Inherited metabolic and immune disorders share more similarities than previously thought, as revealed by a recent study. This research highlights a new group of metabolic genes crucial for the functioning of T cells in the immune system and suggests ways to enhance treatment for patients with these conditions.
Inherited metabolic and immune disorders have more in common than previously recognized, according to a recent study published in Science Immunology. The research identifies a new collection of metabolic genes that play a significant role in T cell function within the immune system, providing potential strategies to enhance patient care for those with these disorders.
The study explored genes responsible for inborn errors of metabolism—issues related to how cells convert food into energy—and inborn errors of immunity that interfere with the immune system. These rare and intricate diseases remain partially understood.
“Previously, only a handful of genes were recognized in both categories of diseases, but we discovered a greater overlap,” stated Andrew Patterson, PhD, the lead researcher and former postdoctoral fellow at Vanderbilt University Medical Center. “Our work indicated that numerous genes linked to inborn metabolism errors could also potentially impact T cell functionality if mutated.”
This research implies that individuals with metabolic disorders might also experience immune deficiencies that affect their healthcare, and that metabolic issues could exacerbate symptoms in those with immune disorders.
“There’s still much to learn, but these findings could lead to new treatment options,” said Rathmell, Cornelius Vanderbilt Professor of Immunobiology and director of the Vanderbilt Center for Immunobiology. “Instead of viewing these conditions as separate, they may represent a continuum; there are overlaps creating a potential new category of inborn errors of immunometabolism that blends the two.”
Patterson and his team utilized a CRISPR gene-editing technique to examine metabolic genes for immune deficiencies and immune genes for metabolic problems. They analyzed one gene from each category—a metabolic gene exhibiting an immune defect and an immunity gene showing a metabolic defect—to delve deeper into the underlying mechanisms.

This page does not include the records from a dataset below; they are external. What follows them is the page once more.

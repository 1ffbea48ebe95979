// src/handlers/dashboard.rs

use axum::{
    extract::{Path, Query, State},
    http::StatusCode,
    response::{
        sse::{Event, KeepAlive, Sse},
        IntoResponse,
    },
    Json,
};
use futures::{stream, Stream};

use crate::{
    common::error::AppError,
    config::AppState,
    db::Collection,
    middleware::tenancy::CurrentTenant,
    models::dashboard::{MonthlyParams, MonthlySummary},
    services::dashboard_service::MonthlyCountView,
};

// GET /api/dashboard/{collection}/monthly
#[utoipa::path(
    get,
    path = "/api/dashboard/{collection}/monthly",
    tag = "Dashboard",
    params(
        ("collection" = Collection, Path, description = "clientes ou operacoes"),
        MonthlyParams
    ),
    responses(
        (status = 200, description = "Registros deste mês contra o mês anterior", body = MonthlySummary),
        (status = 401, description = "Não autorizado")
    ),
    security(("api_jwt" = []))
)]
pub async fn get_monthly_summary(
    State(app_state): State<AppState>,
    tenant: CurrentTenant,
    Path(collection): Path<Collection>,
    Query(params): Query<MonthlyParams>,
) -> Result<impl IntoResponse, AppError> {
    let summary = app_state
        .dashboard_service
        .monthly_summary(tenant.context(), collection, params.collaborator_uid.as_deref())
        .await?
        .ok_or(AppError::InvalidToken)?;

    Ok((StatusCode::OK, Json(summary)))
}

// GET /api/dashboard/{collection}/monthly/live
#[utoipa::path(
    get,
    path = "/api/dashboard/{collection}/monthly/live",
    tag = "Dashboard",
    params(
        ("collection" = Collection, Path, description = "clientes ou operacoes"),
        MonthlyParams
    ),
    responses(
        (status = 200, description = "Um evento `summary` a cada mudança nas contagens",
         content_type = "text/event-stream", body = MonthlySummary)
    ),
    security(("api_jwt" = []))
)]
pub async fn stream_monthly_summary(
    State(app_state): State<AppState>,
    tenant: CurrentTenant,
    Path(collection): Path<Collection>,
    Query(params): Query<MonthlyParams>,
) -> Sse<impl Stream<Item = Result<Event, axum::Error>>> {
    let view = app_state.dashboard_service.watch_monthly(
        tenant.context(),
        collection,
        params.collaborator_uid.as_deref(),
    );
    Sse::new(summary_events(view)).keep_alive(KeepAlive::default())
}

// Quando o cliente desconecta o stream é descartado e a visão junto
fn summary_events(view: MonthlyCountView) -> impl Stream<Item = Result<Event, axum::Error>> {
    stream::unfold((view, false), |(mut view, started)| async move {
        let summary = if started {
            view.changed().await
        } else {
            view.first().await
        }?;
        let event = Event::default().event("summary").json_data(summary);
        Some((event, (view, true)))
    })
}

Overall, Rathmell’s research group is focused on uncovering how metabolic pathways influence T cell activity in hopes of developing specific therapies for disorders driven by immune responses.
“What we have established is the groundwork for future research,” Patterson explained. “The two examples we investigated in detail introduce new biological insights and mechanisms, plus we identified hundreds of other genes that need to be examined for their role in T cell functionality.”
The results are accessible on the Functional ImmunoGenomics reSource (FIGS) website, available for other researchers to utilize.
“If you’re looking to explore the links between metabolism and immunity, this resource is an excellent starting point,” Rathmell noted.
Patterson has recently joined the University of Louisville as an assistant professor in Biochemistry and Molecular Genetics. Collaborators from Vanderbilt, including Vivian Gama, PhD, an associate professor of Cell and Developmental Biology, and Janet Markle, PhD, an assistant professor of Pathology, Microbiology, and Immunology, were key contributors to the research.